阿部の場合、産後2日目には片足立ちができたというから、ここからも回復の早さが伺える。

なお、母体の回復のために、産後1ヵ月間はゆっくり休むほうがよい、といわれることがあるが、これは昔からの慣習が残っているに過ぎない、と松田医師は説明する。

「悪露が出ている間は、細菌に感染して腟や子宮、卵巣が炎症を起こしやすくなるから、というのがその理由だったのですが、それも医学が未発達で衛生状態も良くなかったころの話です」(松田)

出産することはアスリートにとっていいこともたくさんある。情報不足の中、発信することで誰かの役に立ちたい思いもある

退院するころには産前とほぼ同じ体重まで戻ったという阿部。トレーニングは、産後3週間目にピラティスからスタート。産前からサポートを受けている国立科学スポーツセンター(JISS)提供の産前産後用メニューを行うとともに、関節の可動域を広げるためにパーソナルトレーニングやウォーキングも始めた。さすがに腹筋は落ちていたというが、EMS機器などを利用しながらトレーニングすることで、取り戻しつつあるという。本格的なトレーニングの再開は、6月半ばに行われるJISSでの産後1ヵ月評価の結果が出てからとなる。そのため、今は保育園探しの真っ最中だ。

今後は、日本障害者スキー連盟が行う遠征や合宿にも強化指定選手として参加予定というが、決して復帰を焦っているわけではない。

「産前までは自分の時間を自由に使っていましたが、いまは娘中心の生活になりました。娘のためにできることを一番に考えたい。そんな思いが自然と湧いてきて、『私も母になったんだな』と実感しています。バイクは自宅で、とか、パーソナルトレーニングは娘同伴で、など、工夫しながらトレーニングしていければ」(阿部)

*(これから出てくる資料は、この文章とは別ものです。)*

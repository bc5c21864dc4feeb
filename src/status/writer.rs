use std::sync::Arc;

use anyhow::Result;

use crate::collab::IssueTracker;
use crate::db::DbHandle;

/// Writes item statuses to the store and mirrors them to the tracker.
///
/// The store is the source of truth for cascade and rollup decisions. The
/// tracker echoes every status we write back as a webhook; the router sees the
/// stored status already matches and drops the echo.
#[derive(Clone)]
pub struct StatusWriter {
    db: DbHandle,
    tracker: Arc<dyn IssueTracker>,
}

impl StatusWriter {
    pub fn new(db: DbHandle, tracker: Arc<dyn IssueTracker>) -> Self {
        Self { db, tracker }
    }

    /// Set a status unconditionally. The tracker is updated even when the
    /// stored status did not change, so a lost mirror write heals on retry.
    pub async fn set(&self, item_id: &str, status: &str) -> Result<()> {
        let (id, s) = (item_id.to_string(), status.to_string());
        let changed = self.db.call(move |db| db.set_status(&id, &s)).await?;
        tracing::debug!(item_id, status, changed, "status set");
        self.tracker.update_status(item_id, status).await
    }

    /// Advance a status only if it still equals `expected`. Returns whether
    /// this writer won; the tracker is only touched on success.
    ///
    /// Once the store moved the transition has happened. A failed tracker
    /// mirror is logged and left for the next write of this item to repair,
    /// so callers still run their follow-up for a moved item.
    pub async fn advance(&self, item_id: &str, expected: &str, status: &str) -> Result<bool> {
        let (id, e, s) = (item_id.to_string(), expected.to_string(), status.to_string());
        let won = self
            .db
            .call(move |db| db.compare_and_set_status(&id, &e, &s))
            .await?;
        if won {
            tracing::info!(item_id, from = expected, to = status, "status advanced");
            if let Err(e) = self.tracker.update_status(item_id, status).await {
                tracing::warn!(item_id, status, error = %e, "tracker status mirror failed");
            }
        }
        Ok(won)
    }
}
use anyhow::Result;
use clap::{Parser, Subcommand};
use std::path::PathBuf;

mod cmd;

#[derive(Parser)]
#[command(name = "forgeflow")]
#[command(version, about = "Issue-driven delivery orchestrator")]
pub struct Cli {
    #[arg(short, long, global = true)]
    pub verbose: bool,

    /// Emit logs as JSON lines
    #[arg(long, global = true)]
    pub log_json: bool,

    /// Also write JSON logs to a daily rolling file in this directory
    #[arg(long, global = true)]
    pub log_dir: Option<PathBuf>,

    /// Path to flow.toml
    #[arg(
        short,
        long,
        global = true,
        env = "FORGEFLOW_CONFIG",
        default_value = forgeflow::config::DEFAULT_CONFIG_PATH
    )]
    pub config: PathBuf,

    #[command(subcommand)]
    pub command: Commands,
}

#[derive(Subcommand)]
pub enum Commands {
    /// Receive tracker webhooks and drive phase runs
    Serve {
        /// Bind address (overrides [server].host)
        #[arg(long)]
        host: Option<String>,
        /// Port (overrides [server].port)
        #[arg(short, long)]
        port: Option<u16>,
    },
    /// Write a starter flow.toml and create the database
    Init {
        /// Overwrite an existing flow.toml
        #[arg(long)]
        force: bool,
    },
    /// View or validate configuration
    Config {
        #[command(subcommand)]
        command: Option<ConfigCommands>,
    },
    /// Print the status table in lifecycle order
    Statuses,
    /// List pipeline runs
    Runs {
        /// Only runs for this work item
        #[arg(long)]
        item: Option<String>,
        /// Maximum number of runs to show
        #[arg(long, default_value = "20")]
        limit: i64,
    },
    /// List pending questions (or those in another state)
    Questions {
        /// pending, answered, timed_out or cancelled
        #[arg(long, default_value = "pending")]
        state: String,
    },
    /// Route a recorded webhook payload as if the tracker had sent it
    Replay {
        /// JSON file holding one tracker event
        event: PathBuf,
        /// Wait for a started run to leave `running`
        #[arg(long)]
        wait: bool,
        /// Seconds to wait with --wait
        #[arg(long, default_value = "300")]
        timeout: u64,
    },
    /// Cancel a running or blocked run
    Cancel { run_id: String },
    /// Expire questions past their deadline
    Sweep,
}

#[derive(Subcommand, Clone)]
pub enum ConfigCommands {
    /// Show the effective configuration
    Show,
    /// Validate configuration and show any warnings
    Validate,
}

#[tokio::main]
async fn main() -> Result<()> {
    let _ = dotenvy::dotenv();
    let cli = Cli::parse();
    let _log_guard = forgeflow::logging::init(cli.verbose, cli.log_json, cli.log_dir.as_deref())?;

    match &cli.command {
        Commands::Serve { host, port } => {
            cmd::cmd_serve(&cli.config, host.clone(), *port).await?;
        }
        Commands::Init { force } => cmd::cmd_init(&cli.config, *force)?,
        Commands::Config { command } => cmd::cmd_config(&cli.config, command.clone())?,
        Commands::Statuses => cmd::cmd_statuses(&cli.config)?,
        Commands::Runs { item, limit } => cmd::cmd_runs(&cli.config, item.as_deref(), *limit)?,
        Commands::Questions { state } => cmd::cmd_questions(&cli.config, state)?,
        Commands::Replay { event, wait, timeout } => {
            cmd::cmd_replay(&cli.config, event, *wait, *timeout).await?;
        }
        Commands::Cancel { run_id } => cmd::cmd_cancel(&cli.config, run_id).await?,
        Commands::Sweep => cmd::cmd_sweep(&cli.config).await?,
    }

    Ok(())
}
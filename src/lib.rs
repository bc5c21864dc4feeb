pub mod broker;
pub mod collab;
pub mod config;
pub mod db;
pub mod engine;
pub mod errors;
pub mod logging;
pub mod models;
pub mod phases;
pub mod pipeline;
pub mod propagate;
pub mod router;
pub mod runtime;
pub mod server;
pub mod status;

#[cfg(test)]
mod test_support;
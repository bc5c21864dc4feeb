use std::path::{Path, PathBuf};
use std::process::Stdio;

use anyhow::{Context, Result};
use async_trait::async_trait;
use serde::Deserialize;
use serde_json::Value;
use tokio::process::Command;

use super::SourceControl;
use crate::models::WorkItem;

/// Convert a title to a branch-safe slug, limited to `max_len` characters.
pub fn slugify(title: &str, max_len: usize) -> String {
    let slug: String = title
        .to_lowercase()
        .chars()
        .map(|c| if c.is_alphanumeric() { c } else { '-' })
        .collect::<String>()
        .split('-')
        .filter(|s| !s.is_empty())
        .collect::<Vec<_>>()
        .join("-");
    if slug.len() > max_len {
        slug[..slug.floor_char_boundary(max_len)]
            .trim_end_matches('-')
            .to_string()
    } else {
        slug
    }
}

#[derive(Deserialize)]
struct FileChange {
    path: String,
    content: String,
}

/// Publishes generated changes with `git` and `gh pr create`.
pub struct GhSourceControl {
    repo_path: PathBuf,
    branch_prefix: String,
}

impl GhSourceControl {
    pub fn new(repo_path: &Path, branch_prefix: &str) -> Self {
        Self {
            repo_path: repo_path.to_path_buf(),
            branch_prefix: branch_prefix.to_string(),
        }
    }

    pub fn branch_name(&self, item: &WorkItem) -> String {
        format!(
            "{}/{}-{}",
            self.branch_prefix,
            item.identifier.to_lowercase(),
            slugify(&item.title, 40)
        )
    }

    async fn git(&self, args: &[&str]) -> Result<()> {
        let output = Command::new("git")
            .args(args)
            .current_dir(&self.repo_path)
            .stdout(Stdio::null())
            .stderr(Stdio::piped())
            .output()
            .await
            .with_context(|| format!("Failed to run git {}", args.join(" ")))?;
        if !output.status.success() {
            anyhow::bail!(
                "git {} failed: {}",
                args.join(" "),
                String::from_utf8_lossy(&output.stderr).trim()
            );
        }
        Ok(())
    }
}

#[async_trait]
impl SourceControl for GhSourceControl {
    async fn open_pull_request(&self, item: &WorkItem, changes: &Value) -> Result<String> {
        let files: Vec<FileChange> = serde_json::from_value(
            changes.get("files").cloned().unwrap_or(Value::Array(Vec::new())),
        )
        .context("Generated changes have an invalid 'files' list")?;
        if files.is_empty() {
            anyhow::bail!("No file changes to publish for {}", item.identifier);
        }

        let branch = self.branch_name(item);
        self.git(&["checkout", "-B", &branch]).await?;
        for file in &files {
            let target = self.repo_path.join(&file.path);
            if let Some(parent) = target.parent() {
                tokio::fs::create_dir_all(parent)
                    .await
                    .with_context(|| format!("Failed to create {}", parent.display()))?;
            }
            tokio::fs::write(&target, &file.content)
                .await
                .with_context(|| format!("Failed to write {}", target.display()))?;
            self.git(&["add", &file.path]).await?;
        }
        let title = format!("{}: {}", item.identifier, item.title);
        self.git(&["commit", "-m", &title]).await?;
        self.git(&["push", "-u", "origin", &branch]).await?;

        let summary = changes
            .get("summary")
            .and_then(Value::as_str)
            .unwrap_or("No summary provided.");
        let body = format!(
            "## Summary\n\n{}\n\nTracker issue: **{}**\n\n---\n*Opened by forgeflow*",
            summary, item.identifier
        );
        let output = Command::new("gh")
            .args(["pr", "create", "--title", &title, "--body", &body, "--head", &branch])
            .current_dir(&self.repo_path)
            .stdout(Stdio::piped())
            .stderr(Stdio::piped())
            .output()
            .await
            .context("Failed to run gh pr create")?;

        if !output.status.success() {
            let stderr = String::from_utf8_lossy(&output.stderr);
            anyhow::bail!("Failed to create PR: {}", stderr);
        }

        let pr_url = String::from_utf8(output.stdout)
            .context("Invalid UTF-8 in gh output")?
            .trim()
            .to_string();
        Ok(pr_url)
    }
}
//! The four phase orchestrators and the failure boundary around them.
//!
//! Each orchestrator is a fixed step sequence; optional steps carry their own
//! feature flag. `run_phase` is the only place a blocking failure turns into
//! the "<phase> Failed" status.

mod codegen;
mod refinement;
pub mod steps;
mod tech_plan;
mod user_story;

pub use codegen::CodegenOrchestrator;
pub use refinement::RefinementOrchestrator;
pub use tech_plan::TechPlanOrchestrator;
pub use user_story::UserStoryOrchestrator;

use std::collections::HashMap;
use std::sync::Arc;

use crate::config::PipelineSection;
use crate::errors::PhaseError;
use crate::models::{RunRecord, RunState, WorkItem};
use crate::pipeline::{PipelineOutcome, Services, Step, StepExecutor};
use crate::status::{Phase, Stage};

pub trait PhaseOrchestrator: Send + Sync {
    fn phase(&self) -> Phase;

    fn steps(&self, settings: &PipelineSection) -> Vec<Arc<dyn Step>>;
}

/// Orchestrators by phase.
#[derive(Clone)]
pub struct PhaseRegistry {
    orchestrators: HashMap<Phase, Arc<dyn PhaseOrchestrator>>,
}

impl PhaseRegistry {
    pub fn empty() -> Self {
        Self {
            orchestrators: HashMap::new(),
        }
    }

    /// All four built-in phases.
    pub fn standard() -> Self {
        let mut registry = Self::empty();
        registry.register(Arc::new(RefinementOrchestrator));
        registry.register(Arc::new(UserStoryOrchestrator));
        registry.register(Arc::new(TechPlanOrchestrator));
        registry.register(Arc::new(CodegenOrchestrator));
        registry
    }

    pub fn register(&mut self, orchestrator: Arc<dyn PhaseOrchestrator>) {
        self.orchestrators.insert(orchestrator.phase(), orchestrator);
    }

    pub fn get(&self, phase: Phase) -> Result<Arc<dyn PhaseOrchestrator>, PhaseError> {
        self.orchestrators
            .get(&phase)
            .cloned()
            .ok_or(PhaseError::UnknownPhase(phase))
    }
}

/// Run one pass of a phase pipeline.
///
/// A blocking step failure moves the item to the phase failure status, marks
/// the run failed, and comes back as `PhaseError::StepFailed`. Every other
/// outcome is returned for the runtime to act on.
pub async fn run_phase(
    executor: &StepExecutor,
    orchestrator: &dyn PhaseOrchestrator,
    run: &RunRecord,
    item: &WorkItem,
    services: &Arc<Services>,
) -> Result<PipelineOutcome, PhaseError> {
    let phase = orchestrator.phase();
    let steps = orchestrator.steps(&services.pipeline);
    let outcome = executor.run(&steps, run, item, services).await?;

    let PipelineOutcome::Failed { step, error } = outcome else {
        return Ok(outcome);
    };

    match services.table.status_for(phase, Stage::Failed) {
        Some(entry) => {
            if let Err(e) = services.status.set(&item.id, &entry.name).await {
                tracing::error!(run_id = %run.id, item_id = %item.id, error = %e, "failed to set failure status");
            }
        }
        None => tracing::warn!(phase = %phase, "no failure status configured"),
    }

    let (run_id, message) = (run.id.clone(), format!("{}: {}", step, error));
    services
        .db
        .call(move |db| {
            db.transition_run(&run_id, &[RunState::Running], RunState::Failed, Some(&message))
        })
        .await?;

    Err(PhaseError::StepFailed {
        run_id: run.id.clone(),
        phase,
        step,
        message: error,
    })
}
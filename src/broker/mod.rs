//! Human Signal Broker: questions out as comments, answers back as signals.
//!
//! A step that needs a human posts one or more questions through `ask`. Each
//! question becomes a tracker comment and a `pending` row tied to the run and
//! step. Replies to that comment are parsed, recorded exactly once with a
//! compare-and-set out of `pending`, and the owning run is woken through the
//! signal channel. The runtime resumes a blocked run only when none of its
//! questions are still pending.

mod parser;

pub use parser::{NO_REASON, ParsedAnswer, parse_reply};

use std::sync::Arc;

use chrono::{DateTime, Utc};
use tokio::sync::mpsc;

use crate::collab::IssueTracker;
use crate::db::DbHandle;
use crate::errors::BrokerError;
use crate::models::*;

/// Responder recorded on answers the broker synthesises itself.
pub const SYSTEM_RESPONDER: &str = "system";

/// A question a step wants to ask.
#[derive(Debug, Clone, PartialEq)]
pub struct QuestionSpec {
    pub kind: QuestionKind,
    pub prompt: String,
    pub options: Vec<QuestionOption>,
}

#[derive(Debug, Clone)]
pub enum AskOutcome {
    /// Questions are out; the step should suspend on these ids.
    Waiting(Vec<String>),
    /// Every question for this step is resolved, in the order asked.
    Resolved(Vec<PendingQuestion>),
}

#[derive(Debug, Clone, PartialEq)]
pub enum DeliveryOutcome {
    Delivered(SignalPayload),
    AlreadyAnswered { question_id: String },
    NotAQuestionReply,
}

#[derive(Clone)]
pub struct HumanSignalBroker {
    db: DbHandle,
    tracker: Arc<dyn IssueTracker>,
    signals: mpsc::UnboundedSender<String>,
    question_timeout: chrono::Duration,
}
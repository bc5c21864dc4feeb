use std::time::Duration;

use anyhow::{Context, Result};
use async_trait::async_trait;
use serde::Deserialize;
use serde_json::json;

use super::IssueTracker;

/// REST adapter in front of the issue tracker.
///
/// The adapter service owns tracker-specific auth and API shapes; forgeflow
/// only speaks this small JSON surface:
///
/// - `POST {base}/items/{id}/comments` → `{"id": "..."}`
/// - `PUT {base}/items/{id}/status`
/// - `POST {base}/items/{id}/labels`
/// - `PATCH {base}/items/{id}`
pub struct HttpTracker {
    client: reqwest::Client,
    base_url: String,
    token: Option<String>,
}

#[derive(Deserialize)]
struct CreatedComment {
    id: String,
}

impl HttpTracker {
    pub fn new(base_url: &str, token: Option<String>) -> Result<Self> {
        let client = reqwest::Client::builder()
            .timeout(Duration::from_secs(30))
            .user_agent("forgeflow")
            .build()
            .context("Failed to build tracker HTTP client")?;
        Ok(Self {
            client,
            base_url: base_url.trim_end_matches('/').to_string(),
            token,
        })
    }

    fn url(&self, path: &str) -> String {
        format!("{}{}", self.base_url, path)
    }

    fn authorize(&self, request: reqwest::RequestBuilder) -> reqwest::RequestBuilder {
        match &self.token {
            Some(token) => request.header("Authorization", format!("Bearer {}", token)),
            None => request,
        }
    }
}

#[async_trait]
impl IssueTracker for HttpTracker {
    async fn post_comment(
        &self,
        item_id: &str,
        body: &str,
        parent_comment_id: Option<&str>,
    ) -> Result<String> {
        let created: CreatedComment = self
            .authorize(
                self.client
                    .post(self.url(&format!("/items/{}/comments", item_id)))
                    .json(&json!({"body": body, "parentId": parent_comment_id})),
            )
            .send()
            .await
            .context("Failed to send comment to tracker")?
            .error_for_status()
            .context("Tracker rejected comment")?
            .json()
            .await
            .context("Failed to parse tracker comment response")?;
        Ok(created.id)
    }

    async fn update_status(&self, item_id: &str, status: &str) -> Result<()> {
        self.authorize(
            self.client
                .put(self.url(&format!("/items/{}/status", item_id)))
                .json(&json!({"status": status})),
        )
        .send()
        .await
        .context("Failed to send status update to tracker")?
        .error_for_status()
        .context("Tracker rejected status update")?;
        Ok(())
    }

    async fn add_labels(&self, item_id: &str, labels: &[String]) -> Result<()> {
        self.authorize(
            self.client
                .post(self.url(&format!("/items/{}/labels", item_id)))
                .json(&json!({"labels": labels})),
        )
        .send()
        .await
        .context("Failed to send labels to tracker")?
        .error_for_status()
        .context("Tracker rejected labels")?;
        Ok(())
    }

    async fn update_description(&self, item_id: &str, description: &str) -> Result<()> {
        self.authorize(
            self.client
                .patch(self.url(&format!("/items/{}", item_id)))
                .json(&json!({"description": description})),
        )
        .send()
        .await
        .context("Failed to send description to tracker")?
        .error_for_status()
        .context("Tracker rejected description update")?;
        Ok(())
    }
}

/// Tracker stand-in for local runs: logs every call and invents comment ids.
pub struct LogTracker;

#[async_trait]
impl IssueTracker for LogTracker {
    async fn post_comment(
        &self,
        item_id: &str,
        body: &str,
        parent_comment_id: Option<&str>,
    ) -> Result<String> {
        let id = format!("local-{}", uuid::Uuid::new_v4());
        tracing::info!(item_id, comment_id = %id, parent = ?parent_comment_id, "comment: {}", body);
        Ok(id)
    }

    async fn update_status(&self, item_id: &str, status: &str) -> Result<()> {
        tracing::info!(item_id, status, "status update");
        Ok(())
    }

    async fn add_labels(&self, item_id: &str, labels: &[String]) -> Result<()> {
        tracing::info!(item_id, ?labels, "labels");
        Ok(())
    }

    async fn update_description(&self, item_id: &str, description: &str) -> Result<()> {
        tracing::info!(item_id, chars = description.len(), "description update");
        Ok(())
    }
}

松田医師も、活動再開の時期の早さは重要でない、と指摘する。

「産前トレーニングで妊娠前には得られなかったものが得られ、その成果が現れたときこそ、女性アスリートとして妊娠・出産が成功だった、と言えるのではないでしょうか」(松田)

遠征の多い冬季競技ではとくに子育てをしながら競技を続けるハードルが高い。阿部の挑戦は続いていく

左手に障がいのある阿部は、「片手での育児は思っていた以上に大変」と漏らす。普段は夫が沐浴や寝かしつけを担当するなど、夫婦で協力して育児をしているものの、夫の出張時はどうするかなど、課題もあると言う。しかし、そう語る表情は、どこまでも穏やかで明るい。

日本において女性パラアスリートの妊娠・出産は、まだまだレアなケースだ。それだけに、先駆者としての阿部のチャレンジは、これからも続く。阿部が、そして、妊娠・出産を望むすべての女性パラアスリートが、当たり前のように妊娠・出産とキャリアを両立できるようになるために、社会全体の理解が進むことを願ってやまない。

阿部友里香|パラノルディックスキー
岩手県出身、福岡県在住。出産事故による左上腕機能障がいがある。クロスカントリースキーとバイアスロンの選手。2021年3月に結婚、2023年4月に第一子を出産。2026年開催のミラノ・コルティナ冬季パラリンピック出場を目指す。日立ソリューションズ所属。